── EXTRACTED DATA
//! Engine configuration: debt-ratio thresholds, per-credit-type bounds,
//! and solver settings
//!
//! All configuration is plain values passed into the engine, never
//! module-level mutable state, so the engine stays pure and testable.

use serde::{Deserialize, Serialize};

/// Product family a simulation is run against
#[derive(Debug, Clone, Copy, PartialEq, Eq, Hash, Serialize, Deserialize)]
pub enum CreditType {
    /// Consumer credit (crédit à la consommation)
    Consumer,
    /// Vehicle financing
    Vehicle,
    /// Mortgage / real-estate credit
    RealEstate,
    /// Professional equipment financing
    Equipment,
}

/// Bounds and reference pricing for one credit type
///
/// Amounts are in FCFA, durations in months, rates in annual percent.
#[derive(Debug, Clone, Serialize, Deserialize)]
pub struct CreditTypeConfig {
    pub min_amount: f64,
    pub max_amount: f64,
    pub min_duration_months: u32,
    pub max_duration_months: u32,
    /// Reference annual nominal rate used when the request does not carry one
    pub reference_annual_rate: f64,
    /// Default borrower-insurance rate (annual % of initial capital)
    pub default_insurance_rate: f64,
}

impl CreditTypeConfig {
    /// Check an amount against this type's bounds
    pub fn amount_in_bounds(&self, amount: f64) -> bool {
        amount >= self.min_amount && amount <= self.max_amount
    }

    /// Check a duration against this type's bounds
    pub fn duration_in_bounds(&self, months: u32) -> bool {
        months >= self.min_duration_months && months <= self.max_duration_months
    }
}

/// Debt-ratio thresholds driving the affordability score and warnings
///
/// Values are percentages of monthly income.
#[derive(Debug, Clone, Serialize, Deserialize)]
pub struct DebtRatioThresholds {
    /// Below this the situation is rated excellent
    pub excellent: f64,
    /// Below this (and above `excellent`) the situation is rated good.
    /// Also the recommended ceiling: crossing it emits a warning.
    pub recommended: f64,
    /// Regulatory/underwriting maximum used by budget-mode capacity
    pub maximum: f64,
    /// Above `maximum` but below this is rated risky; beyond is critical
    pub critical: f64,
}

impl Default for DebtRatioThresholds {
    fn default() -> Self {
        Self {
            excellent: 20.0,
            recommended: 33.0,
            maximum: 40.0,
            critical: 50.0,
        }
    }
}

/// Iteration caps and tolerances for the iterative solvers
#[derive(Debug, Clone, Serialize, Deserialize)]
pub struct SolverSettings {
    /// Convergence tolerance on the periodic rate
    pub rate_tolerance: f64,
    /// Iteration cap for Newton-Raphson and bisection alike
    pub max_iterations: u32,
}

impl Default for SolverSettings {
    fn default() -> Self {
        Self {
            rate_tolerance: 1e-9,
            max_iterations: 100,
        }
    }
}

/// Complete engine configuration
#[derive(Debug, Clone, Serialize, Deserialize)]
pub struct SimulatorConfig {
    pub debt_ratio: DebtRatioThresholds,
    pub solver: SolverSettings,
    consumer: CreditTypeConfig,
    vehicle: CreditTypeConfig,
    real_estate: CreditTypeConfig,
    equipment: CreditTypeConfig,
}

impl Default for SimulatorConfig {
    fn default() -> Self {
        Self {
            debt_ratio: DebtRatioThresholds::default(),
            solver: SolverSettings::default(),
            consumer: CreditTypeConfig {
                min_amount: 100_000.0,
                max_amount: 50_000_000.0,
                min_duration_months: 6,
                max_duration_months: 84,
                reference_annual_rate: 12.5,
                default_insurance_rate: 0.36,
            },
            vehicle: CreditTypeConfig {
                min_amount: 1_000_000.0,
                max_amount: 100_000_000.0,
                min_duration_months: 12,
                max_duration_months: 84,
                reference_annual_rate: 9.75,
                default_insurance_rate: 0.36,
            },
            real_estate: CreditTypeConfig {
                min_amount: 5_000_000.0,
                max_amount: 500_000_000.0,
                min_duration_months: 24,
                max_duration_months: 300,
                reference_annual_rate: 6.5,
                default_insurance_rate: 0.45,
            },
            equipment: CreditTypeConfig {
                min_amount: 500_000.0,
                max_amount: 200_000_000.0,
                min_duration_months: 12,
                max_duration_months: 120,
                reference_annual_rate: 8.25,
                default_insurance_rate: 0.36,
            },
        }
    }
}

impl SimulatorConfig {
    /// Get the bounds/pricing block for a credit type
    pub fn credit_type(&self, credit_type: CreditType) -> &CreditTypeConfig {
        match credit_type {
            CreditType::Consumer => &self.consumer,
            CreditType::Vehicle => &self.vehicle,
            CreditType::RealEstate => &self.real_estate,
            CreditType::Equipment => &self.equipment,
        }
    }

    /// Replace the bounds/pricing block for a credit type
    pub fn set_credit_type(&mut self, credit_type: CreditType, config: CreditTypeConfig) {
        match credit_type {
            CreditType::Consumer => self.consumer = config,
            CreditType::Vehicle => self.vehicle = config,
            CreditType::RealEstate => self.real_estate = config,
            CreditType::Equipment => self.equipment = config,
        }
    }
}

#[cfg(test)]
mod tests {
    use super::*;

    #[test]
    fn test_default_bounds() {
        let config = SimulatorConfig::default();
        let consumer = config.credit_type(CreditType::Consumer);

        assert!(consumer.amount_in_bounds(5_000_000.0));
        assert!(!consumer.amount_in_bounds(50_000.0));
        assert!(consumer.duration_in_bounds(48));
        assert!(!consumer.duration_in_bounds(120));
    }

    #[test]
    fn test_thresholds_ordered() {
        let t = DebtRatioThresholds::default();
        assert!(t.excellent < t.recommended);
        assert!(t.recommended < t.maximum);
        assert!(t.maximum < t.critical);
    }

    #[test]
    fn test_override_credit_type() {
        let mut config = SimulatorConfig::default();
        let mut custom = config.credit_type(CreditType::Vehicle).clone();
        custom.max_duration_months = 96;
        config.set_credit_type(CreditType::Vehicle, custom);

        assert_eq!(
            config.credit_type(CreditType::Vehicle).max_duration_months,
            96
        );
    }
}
────
── EXTRACTED DATA
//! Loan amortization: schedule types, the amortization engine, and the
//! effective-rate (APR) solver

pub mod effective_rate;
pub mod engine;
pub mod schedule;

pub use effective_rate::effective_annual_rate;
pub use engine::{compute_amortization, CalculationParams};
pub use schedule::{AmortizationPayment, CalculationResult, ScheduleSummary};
────
── EXTRACTED DATA
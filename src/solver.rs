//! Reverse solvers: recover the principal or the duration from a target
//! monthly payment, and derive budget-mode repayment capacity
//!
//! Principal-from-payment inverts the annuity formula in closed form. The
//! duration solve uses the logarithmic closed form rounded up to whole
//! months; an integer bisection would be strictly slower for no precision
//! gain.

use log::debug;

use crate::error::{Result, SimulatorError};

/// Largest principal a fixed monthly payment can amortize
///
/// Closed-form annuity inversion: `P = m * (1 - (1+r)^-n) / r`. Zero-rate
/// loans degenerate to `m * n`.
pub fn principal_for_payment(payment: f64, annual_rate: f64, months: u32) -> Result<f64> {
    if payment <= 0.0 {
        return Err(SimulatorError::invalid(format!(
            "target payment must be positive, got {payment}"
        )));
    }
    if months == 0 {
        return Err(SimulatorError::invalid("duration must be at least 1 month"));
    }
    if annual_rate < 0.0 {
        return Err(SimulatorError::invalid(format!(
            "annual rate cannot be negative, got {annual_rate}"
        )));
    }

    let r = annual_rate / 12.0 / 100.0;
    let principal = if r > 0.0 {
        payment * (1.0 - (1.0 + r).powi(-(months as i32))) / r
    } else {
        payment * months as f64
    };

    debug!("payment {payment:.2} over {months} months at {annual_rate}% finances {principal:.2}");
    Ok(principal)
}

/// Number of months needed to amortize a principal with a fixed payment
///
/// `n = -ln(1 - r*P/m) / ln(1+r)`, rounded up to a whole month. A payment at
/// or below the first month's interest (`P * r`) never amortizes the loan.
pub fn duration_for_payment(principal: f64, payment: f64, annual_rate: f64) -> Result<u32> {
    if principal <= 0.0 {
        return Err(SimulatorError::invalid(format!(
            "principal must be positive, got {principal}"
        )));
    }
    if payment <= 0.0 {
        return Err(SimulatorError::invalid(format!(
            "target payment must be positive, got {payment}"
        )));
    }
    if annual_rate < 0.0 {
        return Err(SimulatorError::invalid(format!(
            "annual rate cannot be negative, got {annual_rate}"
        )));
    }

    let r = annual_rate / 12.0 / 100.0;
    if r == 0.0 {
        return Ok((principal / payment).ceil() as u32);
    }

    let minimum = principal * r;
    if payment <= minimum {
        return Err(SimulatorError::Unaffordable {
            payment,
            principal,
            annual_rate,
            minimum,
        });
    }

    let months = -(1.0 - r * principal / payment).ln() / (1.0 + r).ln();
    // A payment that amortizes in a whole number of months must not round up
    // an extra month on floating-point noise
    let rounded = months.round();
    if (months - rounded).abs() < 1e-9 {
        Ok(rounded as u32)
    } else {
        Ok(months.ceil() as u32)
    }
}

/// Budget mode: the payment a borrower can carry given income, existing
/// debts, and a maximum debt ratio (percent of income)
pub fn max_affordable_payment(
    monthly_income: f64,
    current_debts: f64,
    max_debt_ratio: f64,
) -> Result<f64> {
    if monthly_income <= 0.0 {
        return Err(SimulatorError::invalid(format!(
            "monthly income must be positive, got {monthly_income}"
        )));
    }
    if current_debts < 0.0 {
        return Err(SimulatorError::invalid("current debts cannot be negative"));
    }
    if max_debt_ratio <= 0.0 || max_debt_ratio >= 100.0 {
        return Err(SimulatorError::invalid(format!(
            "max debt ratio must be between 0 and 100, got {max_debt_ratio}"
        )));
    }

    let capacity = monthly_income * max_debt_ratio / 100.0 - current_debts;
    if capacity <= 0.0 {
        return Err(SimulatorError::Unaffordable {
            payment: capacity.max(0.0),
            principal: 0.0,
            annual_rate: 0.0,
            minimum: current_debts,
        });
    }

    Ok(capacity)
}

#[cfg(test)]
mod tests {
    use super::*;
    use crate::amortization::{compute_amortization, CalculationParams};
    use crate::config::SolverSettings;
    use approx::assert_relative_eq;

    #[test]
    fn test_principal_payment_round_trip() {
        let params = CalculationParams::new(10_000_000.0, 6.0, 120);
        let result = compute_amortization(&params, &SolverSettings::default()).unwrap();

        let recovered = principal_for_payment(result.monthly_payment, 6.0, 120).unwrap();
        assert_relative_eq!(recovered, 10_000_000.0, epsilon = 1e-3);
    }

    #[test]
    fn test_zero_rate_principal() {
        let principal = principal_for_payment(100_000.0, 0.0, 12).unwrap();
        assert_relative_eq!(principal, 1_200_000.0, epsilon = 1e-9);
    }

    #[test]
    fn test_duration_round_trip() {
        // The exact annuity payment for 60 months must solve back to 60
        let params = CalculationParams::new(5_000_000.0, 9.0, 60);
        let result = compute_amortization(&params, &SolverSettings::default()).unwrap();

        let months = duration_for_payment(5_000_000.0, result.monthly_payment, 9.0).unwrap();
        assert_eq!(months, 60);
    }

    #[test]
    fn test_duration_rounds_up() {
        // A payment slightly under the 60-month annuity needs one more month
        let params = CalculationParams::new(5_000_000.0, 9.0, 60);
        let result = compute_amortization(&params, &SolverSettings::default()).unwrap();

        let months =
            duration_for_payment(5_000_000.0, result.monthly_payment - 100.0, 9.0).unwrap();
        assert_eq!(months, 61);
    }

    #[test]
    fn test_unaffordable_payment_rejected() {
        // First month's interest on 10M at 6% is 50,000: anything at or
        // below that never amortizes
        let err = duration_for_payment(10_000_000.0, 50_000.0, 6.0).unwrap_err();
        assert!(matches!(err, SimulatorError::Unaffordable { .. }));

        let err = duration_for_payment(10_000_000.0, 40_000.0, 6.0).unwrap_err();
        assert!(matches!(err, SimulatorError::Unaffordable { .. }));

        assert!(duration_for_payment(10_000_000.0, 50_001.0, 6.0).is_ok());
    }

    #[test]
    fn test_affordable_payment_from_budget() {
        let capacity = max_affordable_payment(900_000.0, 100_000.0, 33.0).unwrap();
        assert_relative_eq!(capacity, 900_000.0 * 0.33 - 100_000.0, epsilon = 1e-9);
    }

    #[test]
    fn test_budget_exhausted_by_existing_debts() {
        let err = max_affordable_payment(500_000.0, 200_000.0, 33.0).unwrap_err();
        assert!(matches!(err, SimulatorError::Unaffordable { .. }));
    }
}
────
# WHAT YOU ARE ASKED TO DO
Lines that contain "struct" should be pulled from the entries above and reported.

# THE COMPLETED TASK
pub struct CreditTypeConfig {
pub struct DebtRatioThresholds {
pub struct SolverSettings {
pub struct SimulatorConfig {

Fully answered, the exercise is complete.